* _What this task involves_
Nothing past the line containing "for one cycle." belongs in the output. Copy exactly every line of the data below from the first up to and including it.

* _The records_
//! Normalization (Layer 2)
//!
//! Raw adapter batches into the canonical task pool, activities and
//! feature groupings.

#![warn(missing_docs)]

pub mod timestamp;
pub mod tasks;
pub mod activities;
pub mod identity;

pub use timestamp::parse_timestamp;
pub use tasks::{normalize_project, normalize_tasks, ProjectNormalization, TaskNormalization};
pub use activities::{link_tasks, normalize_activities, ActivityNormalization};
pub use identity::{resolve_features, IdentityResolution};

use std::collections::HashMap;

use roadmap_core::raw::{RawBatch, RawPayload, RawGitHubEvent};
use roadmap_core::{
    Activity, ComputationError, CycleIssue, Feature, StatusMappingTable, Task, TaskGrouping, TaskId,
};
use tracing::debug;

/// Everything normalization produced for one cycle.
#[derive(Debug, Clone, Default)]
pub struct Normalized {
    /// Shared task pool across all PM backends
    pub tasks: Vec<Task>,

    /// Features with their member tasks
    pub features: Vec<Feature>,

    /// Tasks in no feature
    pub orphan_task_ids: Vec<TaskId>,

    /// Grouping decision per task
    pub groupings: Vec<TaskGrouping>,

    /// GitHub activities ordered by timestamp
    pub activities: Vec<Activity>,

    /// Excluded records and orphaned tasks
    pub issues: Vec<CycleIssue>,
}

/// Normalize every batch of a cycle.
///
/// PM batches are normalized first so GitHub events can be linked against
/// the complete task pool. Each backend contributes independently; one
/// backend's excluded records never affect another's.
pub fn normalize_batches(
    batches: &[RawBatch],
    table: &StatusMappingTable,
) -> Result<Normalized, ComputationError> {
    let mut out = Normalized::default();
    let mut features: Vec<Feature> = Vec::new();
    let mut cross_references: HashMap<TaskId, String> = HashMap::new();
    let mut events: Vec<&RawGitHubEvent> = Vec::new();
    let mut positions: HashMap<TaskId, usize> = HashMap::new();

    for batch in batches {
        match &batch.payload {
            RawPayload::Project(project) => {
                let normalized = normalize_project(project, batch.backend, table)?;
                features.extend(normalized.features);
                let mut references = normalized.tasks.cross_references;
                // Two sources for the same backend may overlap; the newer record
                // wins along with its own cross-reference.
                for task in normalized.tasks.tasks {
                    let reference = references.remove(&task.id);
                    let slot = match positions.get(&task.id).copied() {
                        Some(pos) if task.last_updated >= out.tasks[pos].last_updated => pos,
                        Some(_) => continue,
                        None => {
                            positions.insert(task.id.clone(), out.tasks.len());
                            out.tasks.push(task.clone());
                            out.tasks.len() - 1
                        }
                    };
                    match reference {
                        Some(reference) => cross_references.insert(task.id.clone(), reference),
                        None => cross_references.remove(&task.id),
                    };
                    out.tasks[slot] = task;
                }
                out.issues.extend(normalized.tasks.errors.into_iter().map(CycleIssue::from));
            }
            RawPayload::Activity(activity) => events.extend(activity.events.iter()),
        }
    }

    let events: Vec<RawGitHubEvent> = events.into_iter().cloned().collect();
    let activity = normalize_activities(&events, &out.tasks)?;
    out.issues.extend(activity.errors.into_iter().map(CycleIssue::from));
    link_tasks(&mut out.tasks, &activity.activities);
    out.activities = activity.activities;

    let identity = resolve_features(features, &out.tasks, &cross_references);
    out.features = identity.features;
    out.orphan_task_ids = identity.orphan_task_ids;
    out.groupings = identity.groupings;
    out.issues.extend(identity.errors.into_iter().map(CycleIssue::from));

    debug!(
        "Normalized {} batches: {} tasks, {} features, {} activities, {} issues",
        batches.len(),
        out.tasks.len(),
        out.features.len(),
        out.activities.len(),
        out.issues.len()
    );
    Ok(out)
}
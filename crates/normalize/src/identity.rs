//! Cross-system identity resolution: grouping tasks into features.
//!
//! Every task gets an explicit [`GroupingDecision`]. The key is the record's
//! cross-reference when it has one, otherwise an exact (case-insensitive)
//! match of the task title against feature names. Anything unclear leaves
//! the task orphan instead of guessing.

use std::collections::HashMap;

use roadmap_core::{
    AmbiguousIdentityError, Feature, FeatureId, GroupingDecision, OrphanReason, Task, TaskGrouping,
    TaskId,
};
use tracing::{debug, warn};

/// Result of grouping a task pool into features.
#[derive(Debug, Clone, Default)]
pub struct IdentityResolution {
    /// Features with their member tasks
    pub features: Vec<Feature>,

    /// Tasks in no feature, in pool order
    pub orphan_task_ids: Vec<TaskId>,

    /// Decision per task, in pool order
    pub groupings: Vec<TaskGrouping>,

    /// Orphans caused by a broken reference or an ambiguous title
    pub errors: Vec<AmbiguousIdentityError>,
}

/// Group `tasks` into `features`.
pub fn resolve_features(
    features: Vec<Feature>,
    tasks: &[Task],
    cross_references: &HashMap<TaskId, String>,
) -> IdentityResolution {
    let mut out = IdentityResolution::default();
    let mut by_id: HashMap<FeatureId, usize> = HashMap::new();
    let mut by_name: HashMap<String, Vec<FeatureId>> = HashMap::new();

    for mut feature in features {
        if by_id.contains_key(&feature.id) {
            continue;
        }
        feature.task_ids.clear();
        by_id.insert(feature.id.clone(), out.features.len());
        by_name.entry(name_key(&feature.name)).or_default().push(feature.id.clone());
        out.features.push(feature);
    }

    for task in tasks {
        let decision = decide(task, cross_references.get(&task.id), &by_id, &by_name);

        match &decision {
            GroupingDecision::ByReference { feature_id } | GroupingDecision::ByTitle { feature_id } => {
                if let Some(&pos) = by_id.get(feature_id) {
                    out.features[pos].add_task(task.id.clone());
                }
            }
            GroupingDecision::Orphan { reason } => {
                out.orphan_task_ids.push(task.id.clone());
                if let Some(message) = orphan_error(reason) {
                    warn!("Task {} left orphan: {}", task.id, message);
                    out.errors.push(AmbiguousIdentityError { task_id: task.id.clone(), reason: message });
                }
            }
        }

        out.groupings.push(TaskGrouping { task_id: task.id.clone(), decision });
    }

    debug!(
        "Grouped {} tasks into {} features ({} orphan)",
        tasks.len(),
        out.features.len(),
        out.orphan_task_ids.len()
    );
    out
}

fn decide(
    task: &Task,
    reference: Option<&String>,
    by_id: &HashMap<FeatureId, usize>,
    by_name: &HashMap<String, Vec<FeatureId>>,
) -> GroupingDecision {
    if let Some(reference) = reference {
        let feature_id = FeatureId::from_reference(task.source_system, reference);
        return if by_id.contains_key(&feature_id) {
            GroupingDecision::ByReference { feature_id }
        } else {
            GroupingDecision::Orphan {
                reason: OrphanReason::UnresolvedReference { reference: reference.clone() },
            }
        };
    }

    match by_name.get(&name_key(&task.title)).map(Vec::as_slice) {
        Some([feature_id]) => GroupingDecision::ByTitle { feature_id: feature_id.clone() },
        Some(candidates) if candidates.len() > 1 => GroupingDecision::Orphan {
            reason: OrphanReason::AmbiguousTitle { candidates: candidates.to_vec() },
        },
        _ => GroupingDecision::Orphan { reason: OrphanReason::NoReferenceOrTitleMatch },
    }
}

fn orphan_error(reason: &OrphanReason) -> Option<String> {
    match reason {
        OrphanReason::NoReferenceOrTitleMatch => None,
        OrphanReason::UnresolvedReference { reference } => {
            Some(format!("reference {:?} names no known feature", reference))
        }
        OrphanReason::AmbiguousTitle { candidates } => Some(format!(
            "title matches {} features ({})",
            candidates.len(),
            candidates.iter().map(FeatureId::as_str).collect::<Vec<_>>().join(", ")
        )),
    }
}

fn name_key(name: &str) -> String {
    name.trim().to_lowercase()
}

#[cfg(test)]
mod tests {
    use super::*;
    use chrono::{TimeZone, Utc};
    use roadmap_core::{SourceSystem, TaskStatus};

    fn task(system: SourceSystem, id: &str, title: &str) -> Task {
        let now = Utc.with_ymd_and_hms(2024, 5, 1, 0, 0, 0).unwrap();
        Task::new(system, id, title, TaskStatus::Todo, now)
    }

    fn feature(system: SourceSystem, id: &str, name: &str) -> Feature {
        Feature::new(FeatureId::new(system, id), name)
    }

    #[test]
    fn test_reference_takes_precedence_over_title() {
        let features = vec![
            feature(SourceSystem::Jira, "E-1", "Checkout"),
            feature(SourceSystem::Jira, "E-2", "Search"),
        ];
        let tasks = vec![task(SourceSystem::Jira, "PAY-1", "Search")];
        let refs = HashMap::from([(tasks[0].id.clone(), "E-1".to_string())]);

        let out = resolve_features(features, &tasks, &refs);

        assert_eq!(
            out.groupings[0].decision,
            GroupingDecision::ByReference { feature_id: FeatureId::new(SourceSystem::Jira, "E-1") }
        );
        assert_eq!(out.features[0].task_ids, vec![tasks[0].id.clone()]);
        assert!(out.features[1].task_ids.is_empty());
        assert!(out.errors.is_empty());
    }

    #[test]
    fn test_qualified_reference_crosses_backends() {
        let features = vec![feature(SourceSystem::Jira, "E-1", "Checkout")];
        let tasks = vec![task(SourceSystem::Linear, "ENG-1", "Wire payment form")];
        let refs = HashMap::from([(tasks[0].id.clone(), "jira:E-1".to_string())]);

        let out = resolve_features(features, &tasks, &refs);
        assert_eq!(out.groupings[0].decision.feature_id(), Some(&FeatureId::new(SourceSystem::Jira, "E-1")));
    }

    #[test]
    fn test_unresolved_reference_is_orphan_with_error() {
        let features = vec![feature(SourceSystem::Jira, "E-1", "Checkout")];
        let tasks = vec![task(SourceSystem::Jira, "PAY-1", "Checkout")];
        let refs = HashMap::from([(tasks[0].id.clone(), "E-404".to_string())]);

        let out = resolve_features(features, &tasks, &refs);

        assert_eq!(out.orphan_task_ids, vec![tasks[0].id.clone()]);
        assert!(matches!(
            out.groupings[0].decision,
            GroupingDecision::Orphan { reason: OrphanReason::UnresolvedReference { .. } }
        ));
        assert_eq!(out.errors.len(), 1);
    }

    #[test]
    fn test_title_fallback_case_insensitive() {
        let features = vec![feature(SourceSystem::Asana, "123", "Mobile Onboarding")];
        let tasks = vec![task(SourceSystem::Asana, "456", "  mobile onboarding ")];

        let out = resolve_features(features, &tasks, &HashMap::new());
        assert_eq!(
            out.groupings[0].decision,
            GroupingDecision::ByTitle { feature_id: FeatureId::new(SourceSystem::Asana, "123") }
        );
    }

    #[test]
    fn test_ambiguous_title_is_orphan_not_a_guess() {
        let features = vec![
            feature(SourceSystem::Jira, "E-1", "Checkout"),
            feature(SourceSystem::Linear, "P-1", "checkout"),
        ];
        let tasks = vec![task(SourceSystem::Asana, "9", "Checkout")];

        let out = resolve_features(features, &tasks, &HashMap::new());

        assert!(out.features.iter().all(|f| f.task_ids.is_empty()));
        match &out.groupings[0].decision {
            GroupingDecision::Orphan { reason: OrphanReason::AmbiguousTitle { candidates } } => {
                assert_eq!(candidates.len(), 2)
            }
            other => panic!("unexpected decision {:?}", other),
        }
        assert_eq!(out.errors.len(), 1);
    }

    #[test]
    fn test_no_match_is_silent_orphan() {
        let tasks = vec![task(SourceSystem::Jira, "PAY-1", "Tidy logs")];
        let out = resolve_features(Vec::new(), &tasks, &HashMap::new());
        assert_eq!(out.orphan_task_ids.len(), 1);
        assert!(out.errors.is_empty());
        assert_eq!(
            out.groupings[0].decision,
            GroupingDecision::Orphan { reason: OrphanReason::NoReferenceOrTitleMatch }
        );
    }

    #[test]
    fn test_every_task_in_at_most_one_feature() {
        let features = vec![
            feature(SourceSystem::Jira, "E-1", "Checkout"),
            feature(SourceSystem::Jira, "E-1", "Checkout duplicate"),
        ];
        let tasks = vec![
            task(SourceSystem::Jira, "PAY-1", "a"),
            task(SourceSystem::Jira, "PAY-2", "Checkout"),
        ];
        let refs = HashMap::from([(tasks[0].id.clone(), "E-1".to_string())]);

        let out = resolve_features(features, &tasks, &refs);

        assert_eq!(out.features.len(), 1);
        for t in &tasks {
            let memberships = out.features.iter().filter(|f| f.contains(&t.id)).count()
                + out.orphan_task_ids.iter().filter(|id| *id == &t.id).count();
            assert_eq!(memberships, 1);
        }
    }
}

* _Written reply_
//! Normalization (Layer 2)
//!
//! Raw adapter batches into the canonical task pool, activities and
//! feature groupings.

#![warn(missing_docs)]

pub mod timestamp;
pub mod tasks;
pub mod activities;
pub mod identity;

pub use timestamp::parse_timestamp;
pub use tasks::{normalize_project, normalize_tasks, ProjectNormalization, TaskNormalization};
pub use activities::{link_tasks, normalize_activities, ActivityNormalization};
pub use identity::{resolve_features, IdentityResolution};

use std::collections::HashMap;

use roadmap_core::raw::{RawBatch, RawPayload, RawGitHubEvent};
use roadmap_core::{
    Activity, ComputationError, CycleIssue, Feature, StatusMappingTable, Task, TaskGrouping, TaskId,
};
use tracing::debug;

/// Everything normalization produced for one cycle.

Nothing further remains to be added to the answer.